**Supplied data**
*** Begin section ***
//! Minimal wire driver behind the session interface.
//!
//! The driver owns the TCP transport and translates frames to [`Event`]s and
//! [`Request`]s to frames. Flow: dial the realm server, exchange credentials,
//! receive the realm list, follow the first realm to the world server on a
//! fresh connection (surfaced as [`Event::Reconnected`]), then shuttle
//! steady-state traffic. The full handshake state machine of the live game
//! protocol is intentionally not modeled here; the exchange is reduced to a
//! single credential frame per transport.

use anyhow::{Context, Result};
use tokio::io::AsyncWriteExt;
use tokio::net::tcp::{OwnedReadHalf, OwnedWriteHalf};
use tokio::net::TcpStream;
use tokio::sync::mpsc;

use crate::client::{Chat, Connection, Request, Social};
use crate::event::Event;
use crate::packet::{opcodes, Packet};
use crate::types::Player;
use crate::wire::{self, ServerFrame};

/// Where and as whom to connect.
#[derive(Debug, Clone)]
pub struct ConnectConfig {
    pub host: String,
    pub port: u16,
    pub account: String,
    pub password: String,
}

/// Dial the realm server and spawn the driver task.
///
/// Returns the request handle and the event stream the session layer runs on.
/// Connection errors on the initial dial are reported here; everything after
/// that arrives as events.
pub async fn connect(config: ConnectConfig) -> Result<(Connection, mpsc::UnboundedReceiver<Event>)> {
    let stream = TcpStream::connect((config.host.as_str(), config.port))
        .await
        .with_context(|| format!("cannot reach realm server {}:{}", config.host, config.port))?;

    let (event_tx, event_rx) = mpsc::unbounded_channel();
    let (conn, req_rx) = Connection::pair();
    tokio::spawn(run_session(stream, config, conn.clone(), req_rx, event_tx));
    Ok((conn, event_rx))
}

fn auth_packet(config: &ConnectConfig) -> Packet {
    let mut data = Vec::new();
    wire::put_str(&mut data, &config.account);
    wire::put_str(&mut data, &config.password);
    Packet::new(opcodes::CMSG_AUTH, data)
}

fn split_addr(addr: &str) -> Option<(String, u16)> {
    let (host, port) = addr.rsplit_once(':')?;
    let port = port.parse().ok()?;
    if host.is_empty() {
        return None;
    }
    Some((host.to_string(), port))
}

/// Read frames off one transport into a channel so the driver can select
/// over frames and requests without tearing partially-read frames on cancel.
fn spawn_reader(mut read_half: OwnedReadHalf) -> mpsc::UnboundedReceiver<Packet> {
    let (tx, rx) = mpsc::unbounded_channel();
    tokio::spawn(async move {
        loop {
            match wire::read_frame(&mut read_half).await {
                Ok(Some(pk)) => {
                    if tx.send(pk).is_err() {
                        break;
                    }
                }
                Ok(None) => break,
                Err(e) => {
                    tracing::debug!(error = %e, "transport read ended");
                    break;
                }
            }
        }
    });
    rx
}

async fn send_packet(
    writer: &mut OwnedWriteHalf,
    event_tx: &mpsc::UnboundedSender<Event>,
    pk: Packet,
) -> std::io::Result<()> {
    let bytes = wire::frame_bytes(&pk);
    let _ = event_tx.send(Event::PacketSent(pk));
    writer.write_all(&bytes).await
}

async fn run_session(
    stream: TcpStream,
    config: ConnectConfig,
    conn: Connection,
    mut req_rx: mpsc::UnboundedReceiver<Request>,
    event_tx: mpsc::UnboundedSender<Event>,
) {
    let (read_half, mut writer) = stream.into_split();
    let mut frames = spawn_reader(read_half);
    let mut conn = conn;

    if let Err(e) = send_packet(&mut writer, &event_tx, auth_packet(&config)).await {
        tracing::warn!(error = %e, "credential send failed");
        let _ = event_tx.send(Event::WorldClosed);
        return;
    }

    loop {
        tokio::select! {
            frame = frames.recv() => {
                let Some(pk) = frame else {
                    let _ = event_tx.send(Event::WorldClosed);
                    return;
                };
                let _ = event_tx.send(Event::PacketReceived(pk.clone()));
                let decoded = match wire::decode_frame(&pk) {
                    Ok(Some(decoded)) => decoded,
                    Ok(None) => {
                        tracing::debug!(opcode = pk.opcode, "unknown opcode ignored");
                        continue;
                    }
                    Err(e) => {
                        tracing::warn!(error = %e, opcode = pk.opcode, "undecodable frame skipped");
                        continue;
                    }
                };
                match decoded {
                    ServerFrame::AuthResponse { ok: true, .. } => {
                        let _ = event_tx.send(Event::AuthSucceeded);
                    }
                    ServerFrame::AuthResponse { ok: false, message } => {
                        let _ = event_tx.send(Event::AuthError(message));
                        return;
                    }
                    ServerFrame::RealmList(realms) => {
                        for (name, addr) in &realms {
                            let _ = event_tx.send(Event::RealmDiscovered {
                                name: name.clone(),
                                addr: addr.clone(),
                            });
                        }
                        let Some((name, addr)) = realms.into_iter().next() else {
                            let _ = event_tx.send(Event::AuthError("realm list is empty".into()));
                            return;
                        };
                        let Some((host, port)) = split_addr(&addr) else {
                            let _ = event_tx.send(Event::AuthError(format!("bad realm address {addr}")));
                            return;
                        };
                        let _ = event_tx.send(Event::RealmSelected {
                            name,
                            host: host.clone(),
                            port,
                        });
                        let world = match TcpStream::connect((host.as_str(), port)).await {
                            Ok(world) => world,
                            Err(e) => {
                                tracing::warn!(error = %e, %host, port, "world server unreachable");
                                let _ = event_tx.send(Event::WorldClosed);
                                return;
                            }
                        };
                        let (read_half, new_writer) = world.into_split();
                        writer = new_writer;
                        frames = spawn_reader(read_half);
                        let (new_conn, new_rx) = Connection::pair();
                        conn = new_conn.clone();
                        req_rx = new_rx;
                        let _ = event_tx.send(Event::Reconnected(new_conn));
                        let _ = event_tx.send(Event::WorldOpened);
                        if let Err(e) = send_packet(&mut writer, &event_tx, auth_packet(&config)).await {
                            tracing::warn!(error = %e, "world credential send failed");
                            let _ = event_tx.send(Event::WorldClosed);
                            return;
                        }
                    }
                    ServerFrame::CharList(chars) => {
                        let _ = event_tx.send(Event::CharacterList(chars));
                    }
                    ServerFrame::LoginVerify { guid, name, language, friends, ignores } => {
                        let player = Player { guid, name, language };
                        let chat = Chat::new(conn.clone());
                        let social = Social::new(conn.clone(), friends, ignores);
                        let _ = event_tx.send(Event::LoginSucceeded { player, chat, social });
                    }
                    ServerFrame::LogoutComplete => {
                        let _ = event_tx.send(Event::LogoutSucceeded);
                    }
                    ServerFrame::Message(msg) => {
                        let _ = event_tx.send(Event::MessageReceived(msg));
                    }
                    ServerFrame::Motd(motd) => {
                        let _ = event_tx.send(Event::MotdReceived(motd));
                    }
                    ServerFrame::Notification { channel: true, text } => {
                        let _ = event_tx.send(Event::ChannelNotification(text));
                    }
                    ServerFrame::Notification { channel: false, text } => {
                        let _ = event_tx.send(Event::ServerNotification(text));
                    }
                    ServerFrame::GuildRoster(guild) => {
                        let _ = event_tx.send(Event::GuildUpdated(guild));
                    }
                    ServerFrame::ItemInfo(item) => {
                        let _ = event_tx.send(Event::ItemReceived(item));
                    }
                    ServerFrame::QuestInfo(quest) => {
                        let _ = event_tx.send(Event::QuestReceived(quest));
                    }
                    ServerFrame::NameQueryFail(name) => {
                        let _ = event_tx.send(Event::PlayerNotFound(name));
                    }
                }
            }
            req = req_rx.recv() => {
                let Some(req) = req else { return };
                if matches!(req, Request::Quit) {
                    let _ = writer.shutdown().await;
                    return;
                }
                let Some(pk) = wire::encode_request(&req) else { continue };
                if let Err(e) = send_packet(&mut writer, &event_tx, pk).await {
                    tracing::warn!(error = %e, "request send failed");
                    let _ = event_tx.send(Event::WorldClosed);
                    return;
                }
            }
        }
    }
}

#[cfg(test)]
mod tests {
    use super::*;
    use crate::wire::{put_str, write_frame};
    use tokio::net::TcpListener;

    fn frame(opcode: u16, build: impl FnOnce(&mut Vec<u8>)) -> Packet {
        let mut data = Vec::new();
        build(&mut data);
        Packet::new(opcode, data)
    }

    async fn next_real_event(rx: &mut mpsc::UnboundedReceiver<Event>) -> Event {
        loop {
            match rx.recv().await.expect("event stream ended") {
                Event::PacketSent(_) | Event::PacketReceived(_) => continue,
                ev => return ev,
            }
        }
    }

    #[tokio::test]
    async fn auth_failure_surfaces_as_auth_error() {
        let listener = TcpListener::bind("127.0.0.1:0").await.unwrap();
        let addr = listener.local_addr().unwrap();

        tokio::spawn(async move {
            let (mut sock, _) = listener.accept().await.unwrap();
            let mut read = vec![0u8; 4];
            tokio::io::AsyncReadExt::read_exact(&mut sock, &mut read).await.unwrap();
            let len = u16::from_be_bytes([read[2], read[3]]) as usize;
            let mut payload = vec![0u8; len];
            tokio::io::AsyncReadExt::read_exact(&mut sock, &mut payload).await.unwrap();

            let pk = frame(opcodes::SMSG_AUTH_RESPONSE, |d| {
                d.push(1);
                put_str(d, "account banned");
            });
            write_frame(&mut sock, &pk).await.unwrap();
        });

        let (_conn, mut events) = connect(ConnectConfig {
            host: addr.ip().to_string(),
            port: addr.port(),
            account: "alice".into(),
            password: "secret".into(),
        })
        .await
        .unwrap();

        match next_real_event(&mut events).await {
            Event::AuthError(msg) => assert_eq!(msg, "account banned"),
            other => panic!("unexpected event: {other:?}"),
        }
    }

    #[tokio::test]
    async fn realm_hop_replaces_the_connection() {
        let world = TcpListener::bind("127.0.0.1:0").await.unwrap();
        let world_addr = world.local_addr().unwrap();
        let realm = TcpListener::bind("127.0.0.1:0").await.unwrap();
        let realm_addr = realm.local_addr().unwrap();

        tokio::spawn(async move {
            let (mut sock, _) = realm.accept().await.unwrap();
            // consume the credential frame, accept it, advertise one realm
            let _ = wire::read_frame(&mut sock).await.unwrap();
            let ok = frame(opcodes::SMSG_AUTH_RESPONSE, |d| {
                d.push(0);
                put_str(d, "");
            });
            write_frame(&mut sock, &ok).await.unwrap();
            let realms = frame(opcodes::SMSG_REALM_LIST, |d| {
                d.push(1);
                put_str(d, "Sanctuary");
                put_str(d, &world_addr.to_string());
            });
            write_frame(&mut sock, &realms).await.unwrap();
        });

        tokio::spawn(async move {
            let (mut sock, _) = world.accept().await.unwrap();
            let _ = wire::read_frame(&mut sock).await.unwrap();
            let chars = frame(opcodes::SMSG_CHAR_LIST, |d| {
                d.push(1);
                d.extend_from_slice(&7u64.to_be_bytes());
                put_str(d, "Kael");
                put_str(d, "Troll");
                put_str(d, "Priest");
                d.push(70);
            });
            write_frame(&mut sock, &chars).await.unwrap();
            // keep the socket open long enough for the client to observe it
            tokio::time::sleep(std::time::Duration::from_millis(200)).await;
        });

        let (_conn, mut events) = connect(ConnectConfig {
            host: realm_addr.ip().to_string(),
            port: realm_addr.port(),
            account: "alice".into(),
            password: "secret".into(),
        })
        .await
        .unwrap();

        assert!(matches!(next_real_event(&mut events).await, Event::AuthSucceeded));
        assert!(matches!(next_real_event(&mut events).await, Event::RealmDiscovered { .. }));
        match next_real_event(&mut events).await {
            Event::RealmSelected { name, .. } => assert_eq!(name, "Sanctuary"),
            other => panic!("unexpected event: {other:?}"),
        }
        assert!(matches!(next_real_event(&mut events).await, Event::Reconnected(_)));
        assert!(matches!(next_real_event(&mut events).await, Event::WorldOpened));
        match next_real_event(&mut events).await {
            Event::CharacterList(chars) => {
                assert_eq!(chars.len(), 1);
                assert_eq!(chars[0].name, "Kael");
            }
            other => panic!("unexpected event: {other:?}"),
        }
    }
}
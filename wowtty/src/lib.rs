//! Console chat client core.
//!
//! The binary in `main.rs` wires these pieces to the SDK engine: `options`
//! resolves the CLI surface, `commands` turns input lines into protocol
//! requests, `session` orchestrates engine events, and `output` routes
//! formatted text to the console or redirect destinations.

pub mod commands;
pub mod options;
pub mod output;
pub mod session;
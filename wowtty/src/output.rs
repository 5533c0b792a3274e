//! Output routing: console versus append-only redirect destinations.
//!
//! Redirect destinations are opened, written, and closed per message. A
//! failed append is logged and the line dropped; the reactor never dies on
//! an unwritable destination.

use std::fmt::Write as _;
use std::fs::OpenOptions;
use std::io::Write;
use std::path::Path;

use chrono::Local;
use wowtty_sdk::packet::Packet;
use wowtty_sdk::types::ChatMessage;

use crate::options::{Options, DEFAULT_TIME_FORMAT};

pub struct OutputRouter {
    console: Box<dyn Write + Send>,
}

impl OutputRouter {
    pub fn stdout() -> Self {
        Self { console: Box::new(std::io::stdout()) }
    }

    /// Route console output somewhere else (tests, future curses frontend).
    pub fn with_sink(sink: Box<dyn Write + Send>) -> Self {
        Self { console: sink }
    }

    /// Plain console line.
    pub fn print(&mut self, text: &str) {
        if writeln!(self.console, "{text}").is_err() {
            tracing::warn!("console write failed");
        }
        let _ = self.console.flush();
    }

    /// Timestamped console line.
    pub fn info(&mut self, opts: &Options, text: &str) {
        let line = format!("{} {}", timestamp(opts), text);
        self.print(&line);
    }

    /// Route one chat message. Redirect-table hits go to their destinations
    /// and never to the console; otherwise the console, except addon-language
    /// traffic which is suppressed there.
    pub fn chat(&mut self, opts: &Options, msg: &ChatMessage) {
        let line = format!("{} {}", timestamp(opts), format_message(opts, msg));
        if let Some(dests) = opts.redirects.get(&msg.routing_key()) {
            for dest in dests {
                append_line(dest, &line);
            }
        } else if !msg.language.is_addon() {
            self.print(&line);
        }
    }

    pub fn notify(&mut self, opts: &Options, text: &str) {
        let line = format!("{} <Notification> {}", timestamp(opts), text);
        match &opts.notify_redirect {
            Some(dest) => append_line(dest, &line),
            None => self.print(&line),
        }
    }

    /// Packet trace dump. Gating on the verbose flag and per-opcode
    /// overrides happens in the orchestrator; this only resolves the sink.
    pub fn trace(&mut self, opts: &Options, direction: &str, pk: &Packet) {
        let mut text = format!("{direction} {pk}\n");
        text.push_str(&pk.hexdump());
        let text = text.trim_end();
        match &opts.verbose_redirect {
            Some(dest) => append_line(dest, text),
            None => self.print(text),
        }
    }
}

fn append_line(path: &Path, line: &str) {
    let result = OpenOptions::new()
        .create(true)
        .append(true)
        .open(path)
        .and_then(|mut file| writeln!(file, "{line}"));
    if let Err(e) = result {
        tracing::warn!(path = %path.display(), error = %e, "redirect write failed, line dropped");
    }
}

fn timestamp(opts: &Options) -> String {
    let now = Local::now();
    let mut out = String::new();
    if write!(out, "{}", now.format(&opts.time_format)).is_err() {
        // bad strftime string from the operator; fall back to the default
        return now.format(DEFAULT_TIME_FORMAT).to_string();
    }
    out
}

/// Render a message with the operator's template, or the default rendering.
pub fn format_message(opts: &Options, msg: &ChatMessage) -> String {
    match &opts.message_format {
        Some(template) => expand_template(template, msg),
        None => sanitize_text(&msg.to_string()),
    }
}

fn expand_template(template: &str, msg: &ChatMessage) -> String {
    let mut out = String::with_capacity(template.len() + msg.text.len());
    let mut chars = template.chars();
    while let Some(c) = chars.next() {
        if c != '%' {
            out.push(c);
            continue;
        }
        match chars.next() {
            Some('t') => out.push_str(msg.kind.tag()),
            Some('T') => {
                let _ = write!(out, "{}", msg.kind.as_u8());
            }
            Some('s') => out.push_str(msg.sender_name.as_deref().unwrap_or("Unknown")),
            Some('g') => {
                let _ = write!(out, "{}", msg.sender);
            }
            Some('S') => out.push(':'),
            Some('m') => out.push_str(&sanitize_text(&msg.text)),
            Some('M') => out.push_str(&msg.text),
            Some('l') => out.push_str(msg.language.name()),
            Some('r') => out.push_str(msg.target.as_deref().unwrap_or("")),
            Some('%') => out.push('%'),
            Some(other) => {
                out.push('%');
                out.push(other);
            }
            None => out.push('%'),
        }
    }
    out
}

/// Strip terminal control characters so remote players cannot inject
/// escape sequences into the operator's terminal.
pub fn sanitize_text(s: &str) -> String {
    s.chars()
        .filter(|&c| c == '\n' || c == '\t' || (c >= ' ' && c != '\x7f'))
        .collect()
}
*** End section ***
**Problem details**
When a line in the listing has the string "guild" in it, return that line.

**Written response**
                    ServerFrame::GuildRoster(guild) => {
                        let _ = event_tx.send(Event::GuildUpdated(guild));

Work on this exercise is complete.